41. Whether a guilty plea is voluntary depends upon information known by the defendant at the time the plea was entered, including what was learned out of court. Henderson v. Morgan, 426 U.S. 637, 647, 96 S.Ct. 2253, 2258, 49 L.Ed.2d 108 (1976); cf. syl. pt. 2, State v. Sims, 162 W.Va. 212, 248 S.E.2d 834 (1978) ("The controlling test as to the voluntariness of a guilty plea, when it is attacked either on a direct appeal or in a habeas corpus proceeding on grounds that fall within those on which counsel might reasonably be expected to advise, is the competency of the advice given by counsel").
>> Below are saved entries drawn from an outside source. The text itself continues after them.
//! Error types for the voice relay

use thiserror::Error;

/// Main error type for the crate
#[derive(Error, Debug)]
pub enum Error {
    #[error("Audio error: {0}")]
    Audio(#[from] AudioError),

    #[error("Codec error: {0}")]
    Codec(#[from] CodecError),

    #[error("Channel error: {0}")]
    Channel(#[from] ChannelError),

    #[error("Session error: {0}")]
    Session(#[from] SessionError),

    #[error("Configuration error: {0}")]
    Config(#[from] ConfigError),

    #[error("IO error: {0}")]
    Io(#[from] std::io::Error),
}

/// Audio subsystem errors
#[derive(Error, Debug)]
pub enum AudioError {
    #[error("Device not found: {0}")]
    DeviceNotFound(String),

    #[error("Failed to open stream: {0}")]
    StreamError(String),

    #[error("Unsupported format: {0}")]
    UnsupportedFormat(String),

    #[error("cpal error: {0}")]
    CpalError(String),
}

/// Codec errors
#[derive(Error, Debug)]
pub enum CodecError {
    #[error("Encoder initialization failed: {0}")]
    EncoderInit(String),

    #[error("Decoder initialization failed: {0}")]
    DecoderInit(String),

    #[error("Encoding failed: {0}")]
    EncodingFailed(String),

    #[error("Decoding failed: {0}")]
    DecodingFailed(String),

    #[error("Invalid frame size: {0}")]
    InvalidFrameSize(usize),
}

/// Duplex channel errors
#[derive(Error, Debug, Clone, PartialEq, Eq)]
pub enum ChannelError {
    #[error("Channel is closed")]
    Closed,

    #[error("Outbound queue is full")]
    Full,

    #[error("Connection failed: {0}")]
    ConnectionFailed(String),

    #[error("Protocol error: {0}")]
    Protocol(String),
}

/// Session lifecycle errors
#[derive(Error, Debug)]
pub enum SessionError {
    /// Device open failure while initializing
    #[error("Audio device unavailable: {0}")]
    Audio(#[from] AudioError),

    /// Codec creation failure while initializing
    #[error("Codec unavailable: {0}")]
    Codec(#[from] CodecError),

    #[error("Channel is not open")]
    ChannelClosed,

    #[error("Session already exists for this connection")]
    AlreadyActive,

    /// The peer answered `voice_start` with `voice_error`
    #[error("Peer refused the call: {0}")]
    Refused(String),
}

/// Configuration errors
#[derive(Error, Debug)]
pub enum ConfigError {
    #[error("Failed to read {path}: {source}")]
    Read {
        path: String,
        #[source]
        source: std::io::Error,
    },

    #[error("Failed to parse config: {0}")]
    Parse(#[from] toml::de::Error),

    #[error("Invalid configuration: {0}")]
    Invalid(String),
}

/// Result type alias for the crate
pub type Result<T> = std::result::Result<T, Error>;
42. Here, Petitioner argues that he lacked the mental capacity to enter a plea. The Court finds that at the plea hearing held on February 4, 2005, the Petitioner was first placed ' under oath. The trial court explained that Petitioner would be waiving a right to atrial by a jury (Tr. 14:9-20:7), waiving any defenses to the charges against him (Tr. 21:16-19), and waiving any claim that he had been treated unfairly. (Tr. 22:9-12.) The trial court inquired about Petitioner's education, age, and work history. (Tr. 30:21-35:17.) Petitioner said that he was taking medication for depression and chronic back pain, but answered in the negative when asked whether his use of those medications affected his ability to understand the proceedings. (Tr. 36:7-25.) The Prosecutor then proffered for the record a summary of the State's evidence against Petitioner. (Tr. 38:12-39:18.) Petitioner did not object to the proffer of evidence. (Tr. 39:23-40:1.)
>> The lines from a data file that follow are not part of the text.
//! WebSocket server accepting voice connections

use axum::{
    extract::{
        ws::{Message, WebSocket, WebSocketUpgrade},
        State,
    },
    response::IntoResponse,
    routing::{delete, get},
    Router,
};
use bytes::Bytes;
use futures_util::{SinkExt, StreamExt};
use std::sync::atomic::{AtomicU64, Ordering};
use std::sync::Arc;
use std::time::Instant;
use tokio::net::TcpListener;
use tower_http::cors::CorsLayer;
use tower_http::trace::TraceLayer;

use super::channel::{Outbound, WsChannel};
use super::connection::{ConnectionHandler, DeviceSelection, Inbound};
use super::handlers;
use crate::constants::DEFAULT_WS_PATH;
use crate::relay::VoiceRelay;

/// Shared state of the server
pub struct AppState {
    pub relay: Arc<VoiceRelay>,
    pub devices: DeviceSelection,
    pub started_at: Instant,
    connections: AtomicU64,
}

impl AppState {
    pub fn new(relay: Arc<VoiceRelay>, devices: DeviceSelection) -> Self {
        Self {
            relay,
            devices,
            started_at: Instant::now(),
            connections: AtomicU64::new(0),
        }
    }
}

pub struct WebServer {
    state: Arc<AppState>,
}

impl WebServer {
    pub fn new(relay: Arc<VoiceRelay>, devices: DeviceSelection) -> Self {
        Self {
            state: Arc::new(AppState::new(relay, devices)),
        }
    }

    pub fn router(&self) -> Router {
        Router::new()
            .route(DEFAULT_WS_PATH, get(ws_handler))
            .route("/api/status", get(handlers::get_status))
            .route("/api/sessions", get(handlers::get_sessions))
            .route("/api/sessions/:id", delete(handlers::end_session))
            .layer(TraceLayer::new_for_http())
            .layer(CorsLayer::permissive())
            .with_state(self.state.clone())
    }

    /// Bind to the configured address and serve until the task is dropped
    pub async fn run(self) -> std::io::Result<()> {
        let server = &self.state.relay.config().server;
        let addr = format!("{}:{}", server.bind_address, server.port);
        let listener = TcpListener::bind(&addr).await?;
        self.serve(listener).await
    }

    /// Serve on an already bound listener
    pub async fn serve(self, listener: TcpListener) -> std::io::Result<()> {
        tracing::info!("Listening on ws://{}{}", listener.local_addr()?, DEFAULT_WS_PATH);
        axum::serve(listener, self.router()).await
    }
}

async fn ws_handler(ws: WebSocketUpgrade, State(state): State<Arc<AppState>>) -> impl IntoResponse {
    ws.on_upgrade(move |socket| handle_socket(socket, state))
}

async fn handle_socket(socket: WebSocket, state: Arc<AppState>) {
    let peer = format!("conn-{}", state.connections.fetch_add(1, Ordering::Relaxed) + 1);
    tracing::info!(peer = %peer, "WebSocket connection accepted");

    let (mut sink, mut stream) = socket.split();
    let (channel, mut rx) = WsChannel::new(state.relay.config().network.outbound_capacity);

    let writer = tokio::spawn(async move {
        while let Some(outbound) = rx.recv().await {
            let message = match outbound {
                Outbound::Binary(data) => Message::Binary(data.to_vec()),
                Outbound::Text(text) => Message::Text(text),
                Outbound::Close => {
                    let _ = sink.send(Message::Close(None)).await;
                    break;
                }
            };
            if sink.send(message).await.is_err() {
                break;
            }
        }
    });

    let mut handler = ConnectionHandler::new(state.relay.clone(), channel.clone(), state.devices.clone(), peer.clone());

    while let Some(message) = stream.next().await {
        let inbound = match message {
            Ok(Message::Binary(data)) => Inbound::Binary(Bytes::from(data)),
            Ok(Message::Text(text)) => Inbound::Text(text),
            Ok(Message::Close(_)) => Inbound::Close,
            Ok(_) => continue,
            Err(e) => {
                tracing::debug!(peer = %peer, "WebSocket read error: {}", e);
                break;
            }
        };
        if !handler.handle(inbound).await {
            break;
        }
    }

    channel.mark_closed();
    handler.shutdown().await;
    drop(channel);
    let _ = writer.await;
    tracing::info!(peer = %peer, "WebSocket connection finished");
}

#[cfg(all(test, feature = "client"))]
mod tests {
    use super::*;
    use crate::audio::mock::MockBackend;
    use crate::config::RelayConfig;
    use crate::error::SessionError;
    use crate::net::client::VoiceClient;
    use std::sync::atomic::AtomicBool;
    use std::time::Duration;

    async fn wait_for(mut condition: impl FnMut() -> bool) -> bool {
        for _ in 0..500 {
            if condition() {
                return true;
            }
            tokio::time::sleep(Duration::from_millis(10)).await;
        }
        false
    }

    #[tokio::test]
    async fn test_client_server_call() {
        let server_backend = MockBackend::new();
        let server_relay = Arc::new(VoiceRelay::new(Arc::new(server_backend.clone()), RelayConfig::default()));
        let listener = TcpListener::bind("127.0.0.1:0").await.unwrap();
        let addr = listener.local_addr().unwrap();
        let server = WebServer::new(server_relay.clone(), DeviceSelection::default());
        let server_task = tokio::spawn(server.serve(listener));

        let client_backend = MockBackend::new();
        let client_relay = Arc::new(VoiceRelay::new(Arc::new(client_backend.clone()), RelayConfig::default()));
        let client = VoiceClient::new(client_relay.clone(), DeviceSelection::default());

        let delivered = Arc::new(AtomicBool::new(false));
        let hangup = {
            let server_relay = server_relay.clone();
            let client_backend = client_backend.clone();
            let delivered = delivered.clone();
            async move {
                if !wait_for(|| server_relay.session_count() == 1).await {
                    return;
                }
                let block: Vec<f32> = (0..320).map(|i| (i as f32 * 0.09).sin() * 0.5).collect();
                client_backend.tick_capture(&block);

                let arrived = wait_for(|| {
                    server_relay
                        .sessions()
                        .first()
                        .map(|s| s.stats.frames_received == 1)
                        .unwrap_or(false)
                })
                .await;
                delivered.store(arrived, Ordering::SeqCst);
            }
        };

        let url = format!("ws://{}{}", addr, DEFAULT_WS_PATH);
        tokio::time::timeout(Duration::from_secs(10), client.run(&url, hangup))
            .await
            .expect("client finished in time")
            .expect("client ran cleanly");

        assert!(delivered.load(Ordering::SeqCst), "captured frame reached the server queue");
        assert!(wait_for(|| server_backend.closed() == 2).await);
        assert_eq!(server_relay.session_count(), 0);
        assert_eq!(client_relay.session_count(), 0);
        assert_eq!(client_backend.opened(), 2);
        assert_eq!(client_backend.closed(), 2);

        server_task.abort();
    }
    #[tokio::test]
    async fn test_refused_call_releases_client_devices() {
        let mut server_config = RelayConfig::default();
        server_config.audio.block_ms = 40.0;
        let server_backend = MockBackend::new();
        let server_relay = Arc::new(VoiceRelay::new(Arc::new(server_backend.clone()), server_config));
        let listener = TcpListener::bind("127.0.0.1:0").await.unwrap();
        let addr = listener.local_addr().unwrap();
        let server = WebServer::new(server_relay.clone(), DeviceSelection::default());
        let server_task = tokio::spawn(server.serve(listener));

        let client_backend = MockBackend::new();
        let client_relay = Arc::new(VoiceRelay::new(Arc::new(client_backend.clone()), RelayConfig::default()));
        let client = VoiceClient::new(client_relay.clone(), DeviceSelection::default());

        let url = format!("ws://{}{}", addr, DEFAULT_WS_PATH);
        let result = tokio::time::timeout(Duration::from_secs(10), client.run(&url, std::future::pending()))
            .await
            .expect("client gave up on the refused call");

        assert!(matches!(result, Err(crate::Error::Session(SessionError::Refused(_)))));
        assert_eq!(client_relay.session_count(), 0);
        assert_eq!(client_backend.closed(), 2);
        assert_eq!(server_backend.opened(), 0);

        server_task.abort();
    }
}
43. The Court further finds that Petitioner was evaluated by psychologist Frances Allen-Henderson, Dr. Cooper-Lehki, Dr. Kradel, and Dr. Stein, none of whom indicated in then evaluations any impairment of Petitioner's mental health or intelligence that would have-rendered him unable to enter a plea.
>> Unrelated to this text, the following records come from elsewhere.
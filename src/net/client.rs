//! WebSocket client that dials a relay server and starts a call

use bytes::Bytes;
use futures_util::{SinkExt, StreamExt};
use std::future::Future;
use std::sync::Arc;
use tokio_tungstenite::{connect_async, tungstenite::Message};

use super::channel::{Outbound, WsChannel};
use super::connection::{ConnectionHandler, DeviceSelection, Inbound};
use crate::error::{ChannelError, SessionError};
use crate::protocol::ControlMessage;
use crate::relay::VoiceRelay;

pub struct VoiceClient {
    relay: Arc<VoiceRelay>,
    devices: DeviceSelection,
}

impl VoiceClient {
    pub fn new(relay: Arc<VoiceRelay>, devices: DeviceSelection) -> Self {
        Self { relay, devices }
    }

    /// Connect, run the call until `shutdown` resolves or the server hangs up
    pub async fn run<F>(&self, url: &str, shutdown: F) -> crate::Result<()>
    where
        F: Future<Output = ()>,
    {
        let (socket, _) = connect_async(url)
            .await
            .map_err(|e| ChannelError::ConnectionFailed(e.to_string()))?;
        tracing::info!("Connected to {}", url);

        let (mut sink, mut stream) = socket.split();
        let (channel, mut rx) = WsChannel::new(self.relay.config().network.outbound_capacity);

        let writer = tokio::spawn(async move {
            while let Some(outbound) = rx.recv().await {
                let message = match outbound {
                    Outbound::Binary(data) => Message::Binary(data.to_vec()),
                    Outbound::Text(text) => Message::Text(text),
                    Outbound::Close => {
                        let _ = sink.send(Message::Close(None)).await;
                        break;
                    }
                };
                if sink.send(message).await.is_err() {
                    break;
                }
            }
        });

        let mut handler = ConnectionHandler::new(self.relay.clone(), channel.clone(), self.devices.clone(), url);

        let result = self.call(&mut handler, &channel, &mut stream, shutdown).await;

        handler.shutdown().await;
        drop(channel);
        let _ = writer.await;
        tracing::info!("Disconnected from {}", url);
        result
    }

    async fn call<S, F>(
        &self,
        handler: &mut ConnectionHandler,
        channel: &WsChannel,
        stream: &mut S,
        shutdown: F,
    ) -> crate::Result<()>
    where
        S: futures_util::Stream<Item = Result<Message, tokio_tungstenite::tungstenite::Error>> + Unpin,
        F: Future<Output = ()>,
    {
        handler.start_session().await?;
        channel
            .send_text(ControlMessage::voice_start(&self.relay.config().audio).to_json())
            .await?;

        tokio::pin!(shutdown);
        loop {
            tokio::select! {
                _ = &mut shutdown => {
                    let _ = channel.send_text(ControlMessage::VoiceStop.to_json()).await;
                    return Ok(());
                }
                message = stream.next() => {
                    let inbound = match message {
                        Some(Ok(Message::Binary(data))) => Inbound::Binary(Bytes::from(data)),
                        Some(Ok(Message::Text(text))) => Inbound::Text(text),
                        Some(Ok(Message::Close(_))) | None => Inbound::Close,
                        Some(Ok(_)) => continue,
                        Some(Err(e)) => {
                            channel.mark_closed();
                            return Err(ChannelError::Protocol(e.to_string()).into());
                        }
                    };
                    if !handler.handle(inbound).await {
                        channel.mark_closed();
                        return Ok(());
                    }
                    if let Some(reason) = handler.take_refusal() {
                        return Err(SessionError::Refused(reason).into());
                    }
                    if handler.session().is_none() {
                        tracing::info!("Call ended by server");
                        return Ok(());
                    }
                }
            }
        }
    }
}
44. Therefore, the Court concludes that the trial court correctly followed the guidelines of Call v. McKenzie, supra, and that Petitioner failed to prove his plea was involuntarily given.
The Court Did Not Have the Right to Try Petitioner Nor to Accept His Plea
45. Petitioner alleges that the trial court did not have the right to try him and that he lacked the mental capacity to enter a plea. For the reasons stated in paragraphs 42, 43, and 44, supra, the Court concludes that Petitioner is not entitled to any relief with regard to this ground.
Lack of Mental Capacity to Waive Miranda Rights and Right to Counsel
46. Petitioner alleges that he has limited mental capacity, is functionally illiterate, and was under the influence of prescription medicine at the time he gave his statement. For the reasons stated in paragraphs 42, 43, and 44, supra, the Court concludes that Petitioner is not entitled to any relief with regard to this ground.
Questioned by Law Enforcement Prior to Being Advised of Miranda Rights
47. The Court finds that the trial court made a ruling on this issue at the suppression hearing. The Court finds that the ruling was favorable to Petitioner in that any statements made by Petitioner not contained in the written statement were suppressed. Any evidence which may have been improperly obtained would have been excluded from evidence at trial. Therefore, the Court concludes that Petitioner is not entitled to any relief with regard to this ground.
Prompt Presentment Before a Magistrate
48. The prompt presentment rule is triggered when the accused is placed under arrest or once the defendant is in police custody with sufficient probable cause to warrant arrest. State v. Humphrey, 177 W.Va. 264; 351 S.E.2d 613 (1986). "The focus is not so much on the length of the detention but whether the police were primarily using the delay in bringing the defendant before a magistrate to obtain a confession from him." State v. Persinger, 169 W.Va. 121, 286 S.E.2d 261 (1982).
49. The Supreme Court has held, "The prompt presentment rule is not a constitutional doctrine. It is a legislatively created and judicially adopted rule. The right to prompt presentment is not constitutionally guaranteed outside the context of a warrantless arrest, but rather exists as a statutory and procedural right." State v. DeWeese, 213 W.Va. 339, 582 S.E.2d 786 (2003) (internal citations omitted).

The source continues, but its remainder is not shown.